■ How to complete this task: Restate the records below word for word.

Dataset entries
##########

//! Report configuration.
//!
//! Every component receives the pieces of [`ReportConfig`] it needs; there is
//! no global state. Defaults reproduce the layout of the daily air-quality
//! bulletin and can be overridden from a JSON file and then from the command
//! line.

use std::{
    fs,
    path::{Path, PathBuf},
};

use clap::ValueEnum;
use plotters::style::RGBColor;
use serde::{Deserialize, Serialize};

use crate::error::{ReportError, Result};

#[derive(Debug, Clone, Default, Serialize, Deserialize)]
#[serde(default)]
pub struct ReportConfig {
    pub data: DataConfig,
    pub map: MapStyle,
    pub chart: ChartStyle,
    pub document: DocumentStyle,
    /// Directory that receives copies of the intermediate PNGs. When unset
    /// they are removed together with the run's scratch directory.
    pub keep_images: Option<PathBuf>,
}

impl ReportConfig {
    /// Loads a config file, or the defaults when no path is given.
    pub fn load(path: Option<&Path>) -> Result<Self> {
        match path {
            Some(path) => {
                let text = fs::read_to_string(path).map_err(|e| ReportError::io(path, e))?;
                Ok(serde_json::from_str(&text)?)
            }
            None => Ok(ReportConfig::default()),
        }
    }
}

#[derive(Debug, Clone, Serialize, Deserialize)]
#[serde(default)]
pub struct DataConfig {
    /// Root of the GeoTIFF store, one sub-directory per gas.
    pub rasters_root: PathBuf,
    /// GeoJSON FeatureCollection with the region polygons.
    pub regions: PathBuf,
    /// Optional GeoJSON with district outlines drawn as the base layer.
    pub districts: Option<PathBuf>,
    pub region_id_field: String,
    pub region_name_field: String,
    /// Optional JSON catalog with gas display names, units and texts.
    pub gas_catalog: Option<PathBuf>,
    /// Optional Parquet table of precomputed daily means.
    pub series: Option<PathBuf>,
}

impl Default for DataConfig {
    fn default() -> Self {
        Self {
            rasters_root: PathBuf::from("rasters"),
            regions: PathBuf::from("regions.geojson"),
            districts: None,
            region_id_field: "parent_cod".to_string(),
            region_name_field: "region_nam".to_string(),
            gas_catalog: None,
            series: None,
        }
    }
}

#[derive(Debug, Clone, Serialize, Deserialize)]
#[serde(default)]
pub struct MapStyle {
    /// Output width in pixels; the height follows the extent's aspect.
    pub width: u32,
    /// Height of the legend strip under the map.
    pub legend_height: u32,
    /// Fraction of the extent added on each side.
    pub zoom_pad: f64,
    pub clip_low_percentile: f64,
    pub clip_high_percentile: f64,
    pub base_color: String,
    pub base_width_overview: u32,
    pub base_width_zoomed: u32,
    pub highlight_color: String,
    pub highlight_width: u32,
    pub nodata_color: String,
    pub legend_ticks: usize,
}

impl Default for MapStyle {
    fn default() -> Self {
        Self {
            width: 1600,
            legend_height: 110,
            zoom_pad: 0.10,
            clip_low_percentile: 2.0,
            clip_high_percentile: 98.0,
            base_color: "#111111".to_string(),
            base_width_overview: 2,
            base_width_zoomed: 1,
            highlight_color: "#FFFFFF".to_string(),
            highlight_width: 3,
            nodata_color: "#FF00FF".to_string(),
            legend_ticks: 3,
        }
    }
}

#[derive(Debug, Clone, Serialize, Deserialize)]
#[serde(default)]
pub struct ChartStyle {
    pub width: u32,
    pub height: u32,
    pub line_color: String,
    pub line_width: u32,
    pub marker_size: u32,
    pub date_format: String,
}

impl Default for ChartStyle {
    fn default() -> Self {
        Self {
            width: 1400,
            height: 640,
            line_color: "#1F77B4".to_string(),
            line_width: 2,
            marker_size: 4,
            date_format: "%m.%d".to_string(),
        }
    }
}

#[derive(Debug, Clone, Serialize, Deserialize)]
#[serde(default)]
pub struct DocumentStyle {
    pub font: String,
    pub font_size_pt: u32,
    /// Width of every embedded picture, in inches.
    pub image_width_in: f64,
    pub language: Language,
}

impl Default for DocumentStyle {
    fn default() -> Self {
        Self {
            font: "Times New Roman".to_string(),
            font_size_pt: 14,
            image_width_in: 6.5,
            language: Language::Uz,
        }
    }
}

#[derive(Debug, Clone, Copy, PartialEq, Eq, Default, Serialize, Deserialize, ValueEnum)]
#[serde(rename_all = "lowercase")]
pub enum Language {
    #[default]
    Uz,
    En,
}

/// Parses `#RRGGBB` (leading `#` optional).
pub fn parse_hex_color(value: &str) -> Result<RGBColor> {
    let hex = value.trim().trim_start_matches('#');
    let invalid = || ReportError::InvalidRequest(format!("invalid colour `{value}`"));

    if hex.len() != 6 || !hex.is_ascii() {
        return Err(invalid());
    }
    let channel = |i: usize| u8::from_str_radix(&hex[i..i + 2], 16).map_err(|_| invalid());

    Ok(RGBColor(channel(0)?, channel(2)?, channel(4)?))
}

// -- Tests -------------------------------------------------------------------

##########

■ Output of the task:
//! Report configuration.
//!
//! Every component receives the pieces of [`ReportConfig`] it needs; there is
//! no global state. Defaults reproduce the layout of the daily air-quality
//! bulletin and can be overridden from a JSON file and then from the command
//! line.

use std::{
    fs,
    path::{Path, PathBuf},
};

use clap::ValueEnum;
use plotters::style::RGBColor;
use serde::{Deserialize, Serialize};

use crate::error::{ReportError, Result};

#[derive(Debug, Clone, Default, Serialize, Deserialize)]
#[serde(default)]
pub struct ReportConfig {
    pub data: DataConfig,
    pub map: MapStyle,
    pub chart: ChartStyle,
    pub document: DocumentStyle,
    /// Directory that receives copies of the intermediate PNGs. When unset
    /// they are removed together with the run's scratch directory.
    pub keep_images: Option<PathBuf>,
}

impl ReportConfig {
    /// Loads a config file, or the defaults when no path is given.
    pub fn load(path: Option<&Path>) -> Result<Self> {
        match path {
            Some(path) => {
                let text = fs::read_to_string(path).map_err(|e| ReportError::io(path, e))?;
                Ok(serde_json::from_str(&text)?)
            }
            None => Ok(ReportConfig::default()),
        }
    }
}

#[derive(Debug, Clone, Serialize, Deserialize)]
#[serde(default)]
pub struct DataConfig {
    /// Root of the GeoTIFF store, one sub-directory per gas.
    pub rasters_root: PathBuf,
    /// GeoJSON FeatureCollection with the region polygons.
    pub regions: PathBuf,
    /// Optional GeoJSON with district outlines drawn as the base layer.
    pub districts: Option<PathBuf>,
    pub region_id_field: String,
    pub region_name_field: String,
    /// Optional JSON catalog with gas display names, units and texts.
    pub gas_catalog: Option<PathBuf>,
    /// Optional Parquet table of precomputed daily means.
    pub series: Option<PathBuf>,
}

impl Default for DataConfig {
    fn default() -> Self {
        Self {
            rasters_root: PathBuf::from("rasters"),
            regions: PathBuf::from("regions.geojson"),
            districts: None,
            region_id_field: "parent_cod".to_string(),
            region_name_field: "region_nam".to_string(),
            gas_catalog: None,
            series: None,
        }
    }
}

#[derive(Debug, Clone, Serialize, Deserialize)]
#[serde(default)]
pub struct MapStyle {
    /// Output width in pixels; the height follows the extent's aspect.
    pub width: u32,
    /// Height of the legend strip under the map.
    pub legend_height: u32,
    /// Fraction of the extent added on each side.
    pub zoom_pad: f64,
    pub clip_low_percentile: f64,
    pub clip_high_percentile: f64,
    pub base_color: String,
    pub base_width_overview: u32,
    pub base_width_zoomed: u32,
    pub highlight_color: String,
    pub highlight_width: u32,
    pub nodata_color: String,
    pub legend_ticks: usize,
}

impl Default for MapStyle {
    fn default() -> Self {
        Self {
            width: 1600,
            legend_height: 110,
            zoom_pad: 0.10,
            clip_low_percentile: 2.0,
            clip_high_percentile: 98.0,
            base_color: "#111111".to_string(),
            base_width_overview: 2,
            base_width_zoomed: 1,
            highlight_color: "#FFFFFF".to_string(),
            highlight_width: 3,
            nodata_color: "#FF00FF".to_string(),
            legend_ticks: 3,
        }
    }
}

#[derive(Debug, Clone, Serialize, Deserialize)]
#[serde(default)]
pub struct ChartStyle {
    pub width: u32,
    pub height: u32,
    pub line_color: String,
    pub line_width: u32,
    pub marker_size: u32,
    pub date_format: String,
}

impl Default for ChartStyle {
    fn default() -> Self {
        Self {
            width: 1400,
            height: 640,
            line_color: "#1F77B4".to_string(),
            line_width: 2,
            marker_size: 4,
            date_format: "%m.%d".to_string(),
        }
    }
}

#[derive(Debug, Clone, Serialize, Deserialize)]
#[serde(default)]
pub struct DocumentStyle {
    pub font: String,
    pub font_size_pt: u32,
    /// Width of every embedded picture, in inches.
    pub image_width_in: f64,
    pub language: Language,
}

impl Default for DocumentStyle {
    fn default() -> Self {
        Self {
            font: "Times New Roman".to_string(),
            font_size_pt: 14,
            image_width_in: 6.5,
            language: Language::Uz,
        }
    }
}

#[derive(Debug, Clone, Copy, PartialEq, Eq, Default, Serialize, Deserialize, ValueEnum)]
#[serde(rename_all = "lowercase")]
pub enum Language {
    #[default]
    Uz,
    En,
}

/// Parses `#RRGGBB` (leading `#` optional).
pub fn parse_hex_color(value: &str) -> Result<RGBColor> {
    let hex = value.trim().trim_start_matches('#');
    let invalid = || ReportError::InvalidRequest(format!("invalid colour `{value}`"));

    if hex.len() != 6 || !hex.is_ascii() {
        return Err(invalid());
    }
    let channel = |i: usize| u8::from_str_radix(&hex[i..i + 2], 16).map_err(|_| invalid());

    Ok(RGBColor(channel(0)?, channel(2)?, channel(4)?))
}

// -- Tests -------------------------------------------------------------------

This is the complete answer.